A local gallery, Modbo, holds a BYOB Poetry Open Mic monthly, and I had heard that prose was welcome. I had planned to do this for the last several weeks, and in an effort to make sure I followed through, I actually told people of my plans. It's very easy to chicken out when no one expects you do do something; much more difficult after any level of public committment to same. So, I committed, out loud, and even dragged a few pals with me for moral support.
I am not a stranger to public speaking, and am not in the least intimidated by it, or so I thought. I had forgotten how frightening it can be to read my own fiction in front of a group of strangers. I was last on the sign-in list, not by choice, but rather because I was one of the last to arrive. I verified before I signed in that prose was in fact okay, and that I would be able to read both short pieces I had prepared.
Oh the words which were slung before my turn came around. About Colorado, about breathing, about ancient times, about love, about lust, and in so many voices, from Kerouac-style middle aged men to post-beat 17 year old teens, to a grandmother who needed a chair on stage. Oh. The words.

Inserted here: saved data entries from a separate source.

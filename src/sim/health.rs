//! Centralized collision routing.
//!
//! Every gameplay collision funnels through here so the vulnerability
//! rule lives in exactly one place: the player can only be hurt while
//! jumping forward outside a target's pad.

use log::error;
use rand::Rng;

use crate::services::{AudioClip, Services};

use super::manager::ChallengeManager;
use super::player::{PlayerEvent, PlayerPhase, PlayerState, PowerState};
use super::pool::{EntityId, EntityPool};
use super::scheduler::Scheduler;
use super::target::CollectibleKind;

#[derive(Debug)]
pub struct Health {
    outside_target: bool,
}

impl Default for Health {
    fn default() -> Self {
        Self::new()
    }
}

impl Health {
    pub fn new() -> Self {
        Self {
            outside_target: true,
        }
    }

    fn is_vulnerable(&self, player: &PlayerState) -> bool {
        player.phase == PlayerPhase::JumpForward && self.outside_target
    }

    /// A moon touched the player. What happens depends entirely on the
    /// active power; only red spares the run.
    pub fn moon_collision(
        &mut self,
        player: &mut PlayerState,
        pool: &mut EntityPool,
        moon_id: EntityId,
        services: &mut Services,
    ) -> Option<PlayerEvent> {
        if !self.is_vulnerable(player) {
            return None;
        }

        match player.power {
            PowerState::Red => {
                if let Some(moon) = pool.moon_mut(moon_id) {
                    moon.cry();
                }
                services.audio.play(AudioClip::MoonCry);
                player.aim_backward(services);
                None
            }
            PowerState::Orange => {
                if let Some(moon) = pool.moon_mut(moon_id) {
                    moon.faint();
                }
                services.audio.play(AudioClip::Faint);
                None
            }
            _ => {
                if let Some(moon) = pool.moon_mut(moon_id) {
                    moon.faint();
                }
                services.audio.play(AudioClip::Faint);
                Some(PlayerEvent::GameOver)
            }
        }
    }

    /// A collectible can be taken mid-jump or while standing on its pad.
    pub fn collectible_collision<R: Rng + ?Sized>(
        &mut self,
        player: &mut PlayerState,
        pool: &mut EntityPool,
        collectible_id: EntityId,
        rng: &mut R,
        scheduler: &mut Scheduler,
        services: &mut Services,
    ) {
        if !self.is_vulnerable(player) && player.phase != PlayerPhase::Idle {
            return;
        }

        let Some(collectible) = pool.collectible_mut(collectible_id) else {
            error!("collectible collision with a non-collectible entity");
            return;
        };
        if collectible.taken {
            return;
        }
        collectible.taken = true;
        let kind = collectible.kind;

        match kind {
            CollectibleKind::PowerUp(color) => {
                let magnitude = color.roll_magnitude(rng);
                player.apply_power_up(color, magnitude, scheduler, services);
            }
            CollectibleKind::Candy => player.take_candy(services),
        }
    }

    /// The player crossed onto a target pad. A forward landing completes
    /// the head challenge; a shield bounce just re-lands.
    #[allow(clippy::too_many_arguments)]
    pub fn target_enter<R: Rng + ?Sized>(
        &mut self,
        player: &mut PlayerState,
        manager: &mut ChallengeManager,
        pool: &mut EntityPool,
        target_id: EntityId,
        rng: &mut R,
        scheduler: &mut Scheduler,
        services: &mut Services,
    ) -> Option<PlayerEvent> {
        if !self.is_vulnerable(player) && player.phase != PlayerPhase::JumpBackward {
            return None;
        }

        if player.phase != PlayerPhase::JumpBackward {
            manager.challenge_completed(pool, scheduler, rng, services);
        }

        let pos = pool.pos(target_id)?;
        let event = player.success(pos, manager, pool, scheduler, services);
        if let Some(target) = pool.target_mut(target_id) {
            target.bounce();
        }
        self.outside_target = false;
        event
    }

    pub fn target_exit(&mut self) {
        self.outside_target = true;
    }
}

And too soon, it was my turn, and I worried -- were my pieces good enough, short enough, long enough, would they have enough voice, would they speak to the audience like the poetry had, was I insane, should I run for the door...it is amazing how many simultaneous thoughts one can have while crossing 10 feet of a room toward a microphone.
But I smiled, and made myself cross the room, and shut off the inner critic and the inner fearfulness, and even cracked a joke while stepping to the mic about jacking the wonderful poetry with fiction and thank you all for the indulgence.
And I read.
I read "Small Details" a bit of short fiction about a counselor at a domestic violence shelter unable to keep her emotional distance from her clients. And then to offset the depressing tone of that story, I read "Fate is an Alpha Chick", a flash fiction piece which is frothy and silly and exactly where I wanted to leave people. And they drew breath in, my audience, when I spoke of the ugliness of domestic violence, and they also laughed in all the right places when they heard about Martin having been robbed of his pants, and when I was done, and paused for a moment, I realized my hand, the hand that held the pages, was shaking.
And then they applauded, and yelled and approved.
And yeah, I know I like that approval, but in this case it wasn't the liking of me which took my breath away for a moment, but the liking of the words...the words all worked, how I wanted them to, and those folks, who all love words too, went on my small word-based journeys with me, and I wanted to cry, but instead laughed and demanded a drink, because, well, that's what I do.
I would never presume to say that I, Deb Courtney, am brilliant, but can say this with some level of confidence: that experience was completely brilliant, and never mind the fear, I will do it again.
The final snippet: Yes, but I have a platinum card and there are Alpha Males in there (yes, from last night, when my dear friends were kind enough to want to buy me th edrink I demanded).